(Stored data entries)
Segment Open
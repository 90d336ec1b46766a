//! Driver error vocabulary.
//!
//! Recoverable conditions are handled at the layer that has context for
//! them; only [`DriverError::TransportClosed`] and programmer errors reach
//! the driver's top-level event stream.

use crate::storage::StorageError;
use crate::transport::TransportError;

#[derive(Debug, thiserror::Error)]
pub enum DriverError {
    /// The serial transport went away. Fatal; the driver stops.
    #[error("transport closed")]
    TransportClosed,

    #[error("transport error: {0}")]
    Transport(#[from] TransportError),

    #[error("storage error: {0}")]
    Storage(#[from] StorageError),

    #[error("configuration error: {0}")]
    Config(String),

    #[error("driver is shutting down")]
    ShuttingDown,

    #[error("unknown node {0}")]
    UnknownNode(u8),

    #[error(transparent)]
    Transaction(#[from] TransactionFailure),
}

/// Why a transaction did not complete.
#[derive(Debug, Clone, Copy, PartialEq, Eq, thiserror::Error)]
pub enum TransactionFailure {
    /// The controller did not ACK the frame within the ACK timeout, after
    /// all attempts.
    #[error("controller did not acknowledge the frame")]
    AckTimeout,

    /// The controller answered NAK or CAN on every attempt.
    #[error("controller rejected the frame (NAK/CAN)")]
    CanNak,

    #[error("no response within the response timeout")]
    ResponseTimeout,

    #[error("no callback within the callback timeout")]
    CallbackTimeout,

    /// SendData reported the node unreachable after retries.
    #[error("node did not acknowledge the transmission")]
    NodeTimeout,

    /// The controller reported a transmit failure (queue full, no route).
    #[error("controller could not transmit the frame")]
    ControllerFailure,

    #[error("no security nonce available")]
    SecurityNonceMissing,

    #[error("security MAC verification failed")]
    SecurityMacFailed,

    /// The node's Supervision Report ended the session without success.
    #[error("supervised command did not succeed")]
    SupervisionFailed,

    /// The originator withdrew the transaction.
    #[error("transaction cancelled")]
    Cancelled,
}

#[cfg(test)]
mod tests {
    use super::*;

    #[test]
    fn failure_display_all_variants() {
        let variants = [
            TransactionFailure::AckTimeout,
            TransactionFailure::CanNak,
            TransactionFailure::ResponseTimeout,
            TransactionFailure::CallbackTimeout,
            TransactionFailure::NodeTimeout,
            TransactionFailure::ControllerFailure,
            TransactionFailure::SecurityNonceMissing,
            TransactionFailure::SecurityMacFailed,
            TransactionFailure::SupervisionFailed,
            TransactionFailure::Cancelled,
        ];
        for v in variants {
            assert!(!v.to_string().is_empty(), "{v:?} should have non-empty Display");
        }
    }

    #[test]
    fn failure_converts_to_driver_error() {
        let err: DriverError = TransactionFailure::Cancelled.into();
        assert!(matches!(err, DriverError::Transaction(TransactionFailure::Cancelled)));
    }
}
Segment Closed
Segment Open
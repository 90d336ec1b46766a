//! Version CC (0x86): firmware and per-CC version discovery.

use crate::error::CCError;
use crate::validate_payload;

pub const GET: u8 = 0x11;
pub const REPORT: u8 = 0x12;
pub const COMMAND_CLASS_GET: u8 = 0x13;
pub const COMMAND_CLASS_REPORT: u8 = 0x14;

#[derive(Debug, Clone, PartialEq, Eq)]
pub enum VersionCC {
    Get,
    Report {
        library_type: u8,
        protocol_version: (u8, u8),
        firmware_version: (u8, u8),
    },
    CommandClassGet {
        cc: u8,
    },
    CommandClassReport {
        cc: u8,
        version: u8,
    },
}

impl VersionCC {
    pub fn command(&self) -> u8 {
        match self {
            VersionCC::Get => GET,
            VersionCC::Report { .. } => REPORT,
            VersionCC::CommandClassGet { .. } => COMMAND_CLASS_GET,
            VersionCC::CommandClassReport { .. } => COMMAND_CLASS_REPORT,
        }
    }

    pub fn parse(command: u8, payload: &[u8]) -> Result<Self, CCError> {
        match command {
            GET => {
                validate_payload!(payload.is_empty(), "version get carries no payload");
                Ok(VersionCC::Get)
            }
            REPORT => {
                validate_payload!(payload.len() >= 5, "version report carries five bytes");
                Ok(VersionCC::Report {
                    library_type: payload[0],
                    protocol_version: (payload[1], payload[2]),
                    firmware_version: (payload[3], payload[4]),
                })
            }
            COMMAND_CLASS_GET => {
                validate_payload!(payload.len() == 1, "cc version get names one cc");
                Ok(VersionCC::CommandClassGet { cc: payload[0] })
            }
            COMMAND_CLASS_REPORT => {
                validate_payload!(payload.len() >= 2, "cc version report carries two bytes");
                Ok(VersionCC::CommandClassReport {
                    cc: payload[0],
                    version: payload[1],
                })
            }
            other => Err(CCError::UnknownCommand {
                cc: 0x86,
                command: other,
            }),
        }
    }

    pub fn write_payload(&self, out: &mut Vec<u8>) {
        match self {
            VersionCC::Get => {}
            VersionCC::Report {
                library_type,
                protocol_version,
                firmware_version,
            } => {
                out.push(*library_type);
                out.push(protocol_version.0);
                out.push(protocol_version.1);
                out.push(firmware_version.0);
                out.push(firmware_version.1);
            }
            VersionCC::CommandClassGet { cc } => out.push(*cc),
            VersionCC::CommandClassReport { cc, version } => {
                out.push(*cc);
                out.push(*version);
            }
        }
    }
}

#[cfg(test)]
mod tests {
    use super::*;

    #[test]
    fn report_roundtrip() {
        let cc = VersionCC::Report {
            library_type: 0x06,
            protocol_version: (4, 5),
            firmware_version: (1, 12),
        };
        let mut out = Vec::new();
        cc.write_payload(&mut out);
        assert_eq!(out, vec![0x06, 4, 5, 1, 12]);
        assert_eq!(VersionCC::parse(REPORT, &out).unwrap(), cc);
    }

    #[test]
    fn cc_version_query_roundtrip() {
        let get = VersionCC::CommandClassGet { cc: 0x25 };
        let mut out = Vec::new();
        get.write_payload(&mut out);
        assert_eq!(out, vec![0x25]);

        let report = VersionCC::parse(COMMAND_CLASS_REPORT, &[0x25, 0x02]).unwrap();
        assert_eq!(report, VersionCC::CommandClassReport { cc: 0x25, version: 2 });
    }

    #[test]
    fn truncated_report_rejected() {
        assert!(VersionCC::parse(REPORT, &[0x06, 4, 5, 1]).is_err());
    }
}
Segment Closed
Segment Open
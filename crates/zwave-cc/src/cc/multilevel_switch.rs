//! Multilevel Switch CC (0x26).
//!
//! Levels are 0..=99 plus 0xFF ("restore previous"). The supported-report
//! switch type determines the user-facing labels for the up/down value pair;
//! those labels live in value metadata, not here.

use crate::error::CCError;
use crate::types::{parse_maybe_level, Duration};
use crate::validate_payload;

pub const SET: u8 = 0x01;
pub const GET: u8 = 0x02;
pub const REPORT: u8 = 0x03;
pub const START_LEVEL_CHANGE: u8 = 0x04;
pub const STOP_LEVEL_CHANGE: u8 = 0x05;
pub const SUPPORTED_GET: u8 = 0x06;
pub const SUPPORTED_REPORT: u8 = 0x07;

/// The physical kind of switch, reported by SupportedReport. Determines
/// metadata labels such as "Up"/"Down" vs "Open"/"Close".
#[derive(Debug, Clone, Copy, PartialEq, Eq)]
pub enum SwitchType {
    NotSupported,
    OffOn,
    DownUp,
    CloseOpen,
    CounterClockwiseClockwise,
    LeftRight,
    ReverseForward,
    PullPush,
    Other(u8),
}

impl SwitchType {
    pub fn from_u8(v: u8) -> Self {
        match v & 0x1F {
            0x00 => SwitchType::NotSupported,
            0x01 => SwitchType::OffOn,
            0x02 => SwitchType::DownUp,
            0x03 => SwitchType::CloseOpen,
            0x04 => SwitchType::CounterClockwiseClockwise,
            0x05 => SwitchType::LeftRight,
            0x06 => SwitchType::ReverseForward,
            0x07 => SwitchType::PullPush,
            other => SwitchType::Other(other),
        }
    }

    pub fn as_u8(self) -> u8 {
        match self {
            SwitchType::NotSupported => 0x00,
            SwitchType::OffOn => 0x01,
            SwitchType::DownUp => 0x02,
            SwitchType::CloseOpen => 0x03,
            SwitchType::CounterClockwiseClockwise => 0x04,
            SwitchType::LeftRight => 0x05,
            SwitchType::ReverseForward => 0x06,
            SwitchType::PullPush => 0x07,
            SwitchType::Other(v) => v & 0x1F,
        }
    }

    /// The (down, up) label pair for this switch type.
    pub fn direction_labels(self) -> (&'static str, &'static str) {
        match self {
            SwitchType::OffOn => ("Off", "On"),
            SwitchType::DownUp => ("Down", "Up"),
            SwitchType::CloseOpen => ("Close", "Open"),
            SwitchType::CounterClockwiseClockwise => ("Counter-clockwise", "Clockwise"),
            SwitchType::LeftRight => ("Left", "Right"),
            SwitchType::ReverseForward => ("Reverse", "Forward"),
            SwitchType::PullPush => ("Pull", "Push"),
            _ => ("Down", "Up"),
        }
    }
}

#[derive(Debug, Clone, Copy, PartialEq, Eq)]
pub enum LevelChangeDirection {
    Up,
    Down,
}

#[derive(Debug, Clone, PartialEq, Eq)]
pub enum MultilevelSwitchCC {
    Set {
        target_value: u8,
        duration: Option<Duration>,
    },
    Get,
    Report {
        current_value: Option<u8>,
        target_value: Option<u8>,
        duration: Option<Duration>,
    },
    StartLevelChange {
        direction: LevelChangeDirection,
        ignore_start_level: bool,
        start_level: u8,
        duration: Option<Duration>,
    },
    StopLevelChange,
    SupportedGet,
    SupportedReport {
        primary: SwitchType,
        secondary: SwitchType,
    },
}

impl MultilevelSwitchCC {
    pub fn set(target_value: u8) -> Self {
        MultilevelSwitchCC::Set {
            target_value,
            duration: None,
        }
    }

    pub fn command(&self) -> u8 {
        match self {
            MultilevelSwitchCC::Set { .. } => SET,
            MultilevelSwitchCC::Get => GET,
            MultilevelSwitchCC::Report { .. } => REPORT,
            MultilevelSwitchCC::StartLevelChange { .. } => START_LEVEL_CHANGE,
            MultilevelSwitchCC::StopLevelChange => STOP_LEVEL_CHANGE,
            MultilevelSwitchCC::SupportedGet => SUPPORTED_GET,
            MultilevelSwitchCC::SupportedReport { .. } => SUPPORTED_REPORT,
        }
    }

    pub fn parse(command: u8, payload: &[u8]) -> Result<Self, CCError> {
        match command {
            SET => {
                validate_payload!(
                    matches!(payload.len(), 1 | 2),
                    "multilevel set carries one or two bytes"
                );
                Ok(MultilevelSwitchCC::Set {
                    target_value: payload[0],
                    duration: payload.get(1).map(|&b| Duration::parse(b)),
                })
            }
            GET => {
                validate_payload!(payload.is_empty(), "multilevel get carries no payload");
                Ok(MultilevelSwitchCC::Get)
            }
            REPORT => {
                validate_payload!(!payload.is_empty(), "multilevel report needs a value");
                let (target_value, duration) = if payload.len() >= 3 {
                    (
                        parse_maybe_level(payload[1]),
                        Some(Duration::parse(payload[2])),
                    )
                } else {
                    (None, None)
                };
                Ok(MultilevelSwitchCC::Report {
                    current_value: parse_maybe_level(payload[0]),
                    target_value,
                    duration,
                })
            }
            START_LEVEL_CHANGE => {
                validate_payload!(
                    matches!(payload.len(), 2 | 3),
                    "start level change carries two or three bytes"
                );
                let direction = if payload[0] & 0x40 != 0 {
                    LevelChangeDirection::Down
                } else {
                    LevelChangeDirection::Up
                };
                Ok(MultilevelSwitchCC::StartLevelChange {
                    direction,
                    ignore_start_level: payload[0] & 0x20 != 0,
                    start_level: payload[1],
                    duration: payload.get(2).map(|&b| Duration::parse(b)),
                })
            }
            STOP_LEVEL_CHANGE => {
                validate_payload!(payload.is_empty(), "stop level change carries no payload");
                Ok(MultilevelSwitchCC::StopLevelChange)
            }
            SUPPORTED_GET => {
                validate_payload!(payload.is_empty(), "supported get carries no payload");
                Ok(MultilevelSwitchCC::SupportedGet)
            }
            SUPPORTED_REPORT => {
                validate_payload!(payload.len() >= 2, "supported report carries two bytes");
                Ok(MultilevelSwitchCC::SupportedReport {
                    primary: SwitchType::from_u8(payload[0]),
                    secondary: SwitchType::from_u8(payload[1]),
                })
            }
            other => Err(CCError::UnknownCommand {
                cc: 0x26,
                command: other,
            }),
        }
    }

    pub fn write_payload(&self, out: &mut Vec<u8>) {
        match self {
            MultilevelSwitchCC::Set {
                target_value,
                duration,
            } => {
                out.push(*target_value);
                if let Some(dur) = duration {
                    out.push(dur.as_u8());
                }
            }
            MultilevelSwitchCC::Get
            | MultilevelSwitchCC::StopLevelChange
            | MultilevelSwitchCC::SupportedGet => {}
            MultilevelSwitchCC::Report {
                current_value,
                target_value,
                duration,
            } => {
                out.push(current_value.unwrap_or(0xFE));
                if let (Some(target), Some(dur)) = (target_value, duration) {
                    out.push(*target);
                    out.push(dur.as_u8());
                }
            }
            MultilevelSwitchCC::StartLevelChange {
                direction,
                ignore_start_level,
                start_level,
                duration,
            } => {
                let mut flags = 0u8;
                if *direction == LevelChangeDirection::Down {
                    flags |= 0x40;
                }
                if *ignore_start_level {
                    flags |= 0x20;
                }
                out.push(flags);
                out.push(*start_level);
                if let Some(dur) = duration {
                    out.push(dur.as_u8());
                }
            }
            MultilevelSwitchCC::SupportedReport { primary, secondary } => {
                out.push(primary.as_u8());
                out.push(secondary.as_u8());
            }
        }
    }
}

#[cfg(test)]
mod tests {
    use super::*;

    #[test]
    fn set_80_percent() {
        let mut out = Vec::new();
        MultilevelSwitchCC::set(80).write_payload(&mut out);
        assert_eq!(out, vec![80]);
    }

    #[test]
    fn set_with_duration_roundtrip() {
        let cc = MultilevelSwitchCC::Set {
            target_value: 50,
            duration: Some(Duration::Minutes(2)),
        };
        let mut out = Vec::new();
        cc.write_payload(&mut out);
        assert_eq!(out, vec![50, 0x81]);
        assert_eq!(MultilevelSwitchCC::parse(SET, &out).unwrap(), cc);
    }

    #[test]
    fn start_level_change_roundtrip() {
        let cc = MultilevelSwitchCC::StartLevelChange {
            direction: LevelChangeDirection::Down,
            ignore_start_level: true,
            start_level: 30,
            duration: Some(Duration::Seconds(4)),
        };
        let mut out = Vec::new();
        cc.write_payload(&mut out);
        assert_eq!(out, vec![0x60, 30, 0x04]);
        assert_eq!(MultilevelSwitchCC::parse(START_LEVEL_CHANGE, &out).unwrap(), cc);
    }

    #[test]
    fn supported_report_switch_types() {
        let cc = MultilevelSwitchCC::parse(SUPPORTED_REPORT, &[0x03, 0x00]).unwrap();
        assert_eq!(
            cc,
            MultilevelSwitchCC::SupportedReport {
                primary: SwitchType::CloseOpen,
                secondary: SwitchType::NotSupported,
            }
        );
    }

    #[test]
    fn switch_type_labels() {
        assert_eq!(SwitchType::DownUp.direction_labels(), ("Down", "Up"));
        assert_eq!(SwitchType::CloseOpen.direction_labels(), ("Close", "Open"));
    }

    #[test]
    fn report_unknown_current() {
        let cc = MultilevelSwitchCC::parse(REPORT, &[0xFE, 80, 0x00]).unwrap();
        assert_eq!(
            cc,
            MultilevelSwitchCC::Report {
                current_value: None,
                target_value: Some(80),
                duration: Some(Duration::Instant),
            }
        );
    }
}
Segment Closed
# How to complete this task
In the entries above, find each line with the word "transmit" and return it.

# Expected answer
    /// The controller reported a transmit failure (queue full, no route).
    #[error("controller could not transmit the frame")]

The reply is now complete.